Clinical and radiological findings:  A 43-year-old male sustained a fall from a cliff while snowmobiling, resulting in a Monteggia fracture-dislocation. The injury is characterized by a fracture of the proximal ulna with an associated posterior dislocation of the radiocapitellar joint. Initial clinical examination revealed significant swelling of the forearm, raising concerns for potential compartment syndrome. Radiographic evaluation confirmed the fracture-dislocation pattern, and the complexity of the proximal ulnar morphology was noted, which is critical for achieving proper reduction and stability of the radiocapitellar joint.

Preoperative Plan

Planning remarks:  The preoperative plan involved a posterior approach to the proximal ulna to allow for direct visualization and reduction of the fracture. Restoration of the proximal ulnar dorsal angulation (PUDA) and natural varus bow was emphasized to ensure proper alignment and function of the radiocapitellar and proximal radioulnar joints. Attention was given to potential complications such as buttonholed capsule or flipped annular ligament.

Surgical Discussion

Patient positioning:  The patient was positioned supine with the affected arm placed on a radiolucent hand table to facilitate intraoperative imaging and manipulation.

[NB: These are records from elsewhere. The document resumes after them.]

//! TopoError: Unified error type for brep-topo public APIs
//!
//! Every fallible operation in the crate returns this error. All variants are
//! local validation failures raised synchronously by the operation that
//! detects them; a failed mutation leaves the graph exactly as it was.

use thiserror::Error;

use crate::topology::entity::TopoType;
use crate::topology::geometry::GeometryKind;
use crate::topology::id::PersistentId;

/// Unified error type for topology operations.
#[derive(Debug, Error, Clone, PartialEq, Eq)]
pub enum TopoError {
    /// Attempted to construct a PersistentId with a zero value (invalid).
    #[error("PersistentId must be non-zero (0 is reserved as invalid/sentinel)")]
    InvalidPersistentId,
    /// The geometry kind cannot be bound to this topology type.
    #[error("cannot bind {kind:?} geometry to a {ty:?} (expected {expected:?})")]
    InvalidGeometryBinding {
        ty: TopoType,
        kind: GeometryKind,
        expected: GeometryKind,
    },
    /// Geometry was already bound to the entity; bindings are immutable.
    #[error("entity {id} already has {kind:?} geometry bound")]
    GeometryAlreadyBound { id: PersistentId, kind: GeometryKind },
    /// A geometry handle does not resolve in the owning geometry table.
    #[error("no {kind:?} geometry with handle {handle}")]
    GeometryNotFound { kind: GeometryKind, handle: u64 },
    /// Child type is not exactly one rank below the parent type.
    #[error("type rank violation: {parent_type:?} `{parent}` cannot hold {child_type:?} `{child}`")]
    TypeRankViolation {
        parent: PersistentId,
        parent_type: TopoType,
        child: PersistentId,
        child_type: TopoType,
    },
    /// Inserting `child` under `parent` would create a containment cycle.
    #[error("cycle detected: `{child}` is `{parent}` or one of its ancestors")]
    CycleDetected {
        parent: PersistentId,
        child: PersistentId,
    },
    /// An id does not name a live entity of the graph.
    #[error("dangling reference: entity `{0}` does not exist")]
    DanglingReference(PersistentId),
    /// Release refused because the entity is still owned or referenced.
    #[error("entity `{id}` is still referenced ({ref_count} owner/referrer links)")]
    EntityStillReferenced { id: PersistentId, ref_count: usize },
    /// Edges whose two uses carry the same effective orientation.
    #[error("non-manifold orientation on edges {edges:?}")]
    NonManifoldOrientation { edges: Vec<PersistentId> },
    /// Edges used by more than two coedges within one shell.
    #[error("non-manifold topology on edges {edges:?}")]
    NonManifoldTopology { edges: Vec<PersistentId> },
    /// Edges used by coedges with unknown effective orientation.
    #[error("unresolved orientation on edges {edges:?}")]
    UnresolvedOrientation { edges: Vec<PersistentId> },
    /// A shell that must be closed has boundary edges.
    #[error("shell `{shell}` is open along edges {boundary_edges:?}")]
    OpenShell {
        shell: PersistentId,
        boundary_edges: Vec<PersistentId>,
    },
    /// Consecutive coedges of a loop do not share a vertex.
    #[error("loop `{loop_id}` is not closed after coedge `{coedge}`")]
    OpenLoop {
        loop_id: PersistentId,
        coedge: PersistentId,
    },
    /// An entity was of a different type than the operation requires.
    #[error("entity `{id}` is a {found:?}, expected {expected:?}")]
    UnexpectedType {
        id: PersistentId,
        expected: TopoType,
        found: TopoType,
    },
    /// The child already has an owner.
    #[error("entity `{child}` is already owned by `{owner}`")]
    AlreadyAttached {
        child: PersistentId,
        owner: PersistentId,
    },
    /// The same child appears twice in one factory input.
    #[error("entity `{0}` appears more than once in the child list")]
    DuplicateChild(PersistentId),
    /// No containment or reference relation exists between the two entities.
    #[error("`{child}` is not attached to `{parent}`")]
    NotAttached {
        parent: PersistentId,
        child: PersistentId,
    },
    /// Insertion position beyond the end of the child list.
    #[error("position {position} out of bounds for `{parent}` with {len} children")]
    PositionOutOfBounds {
        parent: PersistentId,
        position: usize,
        len: usize,
    },
    /// The reference slots of a coedge (1) or edge (2) are full.
    #[error("{ty:?} `{id}` already holds {limit} reference(s)")]
    ReferenceLimit {
        id: PersistentId,
        ty: TopoType,
        limit: usize,
    },
    /// Parent/child or reference mirrors disagree (internal invariant).
    #[error("mirror mismatch between `{src}` and `{dst}`")]
    MirrorMismatch { src: PersistentId, dst: PersistentId },
    /// The allocator has no ids left.
    #[error("persistent id space exhausted")]
    IdSpaceExhausted,
    /// The id was never issued by this graph's allocator.
    #[error("persistent id `{0}` was not issued by this graph's allocator")]
    IdNotIssued(PersistentId),
    /// The id is already used by a live entity.
    #[error("persistent id `{0}` is already in use")]
    IdInUse(PersistentId),
    /// The id belonged to a released entity and may not be reused.
    #[error("persistent id `{0}` was retired")]
    IdRetired(PersistentId),
    /// A numeric code does not name a variant of the given enumeration.
    #[error("unknown {what} code {code}")]
    UnknownCode { what: &'static str, code: u8 },
}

Anatomical surgical approach:  A posterior longitudinal incision was made along the proximal ulna. Subperiosteal dissection was performed to expose the fracture site. Careful attention was given to preserving soft tissue attachments and identifying key anatomical landmarks to guide accurate reduction.

Operative remarks: 

The surgeon noted the importance of restoring the PUDA and natural varus bow of the ulna to prevent malalignment of the radiocapitellar joint. The complexity of the proximal ulnar architecture required meticulous attention to detail during reduction. Despite achieving anatomical reduction, vigilance was maintained for potential soft tissue interposition, such as a buttonholed capsule or flipped annular ligament, which could impede joint stability.

Postoperative protocol:   Postoperatively, the patient was placed in a splint with the elbow in 90 degrees of flexion and forearm in neutral rotation. Early passive range of motion exercises were initiated within the first week, with progression to active-assisted exercises by week 3. Weight-bearing restrictions were maintained until radiographic evidence of healing was observed.

Follow up:   Not specified.

Orthopaedic implants used:   Locking compression plate (LCP) for proximal ulna fixation.